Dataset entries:
Content starts

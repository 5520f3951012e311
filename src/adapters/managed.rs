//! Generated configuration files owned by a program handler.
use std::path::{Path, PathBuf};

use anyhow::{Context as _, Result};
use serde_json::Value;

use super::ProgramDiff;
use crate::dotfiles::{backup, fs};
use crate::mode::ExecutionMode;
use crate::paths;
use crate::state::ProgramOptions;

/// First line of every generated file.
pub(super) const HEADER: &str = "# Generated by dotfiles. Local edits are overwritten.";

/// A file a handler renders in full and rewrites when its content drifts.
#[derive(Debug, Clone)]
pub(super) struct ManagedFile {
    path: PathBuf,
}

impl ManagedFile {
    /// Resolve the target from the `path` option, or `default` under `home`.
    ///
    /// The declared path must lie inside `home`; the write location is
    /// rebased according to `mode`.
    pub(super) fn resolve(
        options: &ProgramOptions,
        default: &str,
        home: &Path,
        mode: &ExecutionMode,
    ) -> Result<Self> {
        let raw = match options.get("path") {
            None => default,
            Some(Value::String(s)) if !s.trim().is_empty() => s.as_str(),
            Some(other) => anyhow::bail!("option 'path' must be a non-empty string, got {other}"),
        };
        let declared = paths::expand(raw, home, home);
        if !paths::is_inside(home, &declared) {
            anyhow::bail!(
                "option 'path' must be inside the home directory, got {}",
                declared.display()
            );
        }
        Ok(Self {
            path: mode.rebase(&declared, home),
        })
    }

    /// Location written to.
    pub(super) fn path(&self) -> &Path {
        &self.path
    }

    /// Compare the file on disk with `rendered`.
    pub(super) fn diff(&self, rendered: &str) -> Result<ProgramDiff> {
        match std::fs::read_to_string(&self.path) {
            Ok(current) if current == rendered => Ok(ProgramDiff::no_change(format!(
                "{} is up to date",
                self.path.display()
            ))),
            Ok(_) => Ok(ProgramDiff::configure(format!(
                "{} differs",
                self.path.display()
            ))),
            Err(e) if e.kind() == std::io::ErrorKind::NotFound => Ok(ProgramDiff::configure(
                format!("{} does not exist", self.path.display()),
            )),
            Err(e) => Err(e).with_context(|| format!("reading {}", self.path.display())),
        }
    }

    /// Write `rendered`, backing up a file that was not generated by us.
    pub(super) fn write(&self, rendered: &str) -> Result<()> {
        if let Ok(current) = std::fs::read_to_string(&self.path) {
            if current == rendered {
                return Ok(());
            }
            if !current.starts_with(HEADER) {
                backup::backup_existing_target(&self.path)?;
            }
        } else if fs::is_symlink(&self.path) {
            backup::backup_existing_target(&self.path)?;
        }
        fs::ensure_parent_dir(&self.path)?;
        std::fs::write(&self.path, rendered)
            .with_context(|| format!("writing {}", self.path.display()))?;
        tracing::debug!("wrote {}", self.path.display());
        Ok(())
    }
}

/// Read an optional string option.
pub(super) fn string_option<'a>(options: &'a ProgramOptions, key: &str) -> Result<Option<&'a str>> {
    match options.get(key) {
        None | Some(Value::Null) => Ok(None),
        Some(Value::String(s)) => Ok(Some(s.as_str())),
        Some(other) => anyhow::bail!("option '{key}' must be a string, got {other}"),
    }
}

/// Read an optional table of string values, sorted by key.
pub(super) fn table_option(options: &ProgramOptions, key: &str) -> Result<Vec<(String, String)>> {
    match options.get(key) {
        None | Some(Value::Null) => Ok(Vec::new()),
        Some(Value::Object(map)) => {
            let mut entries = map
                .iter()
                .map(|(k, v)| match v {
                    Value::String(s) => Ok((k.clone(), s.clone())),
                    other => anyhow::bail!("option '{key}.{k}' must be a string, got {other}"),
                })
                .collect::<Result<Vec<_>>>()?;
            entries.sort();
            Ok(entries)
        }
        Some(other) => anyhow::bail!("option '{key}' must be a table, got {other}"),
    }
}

Content ends

Work task:
Look through the entries above, find each line containing "Null", and copy it.

Answer for this exercise:
        None | Some(Value::Null) => Ok(None),
        None | Some(Value::Null) => Ok(Vec::new()),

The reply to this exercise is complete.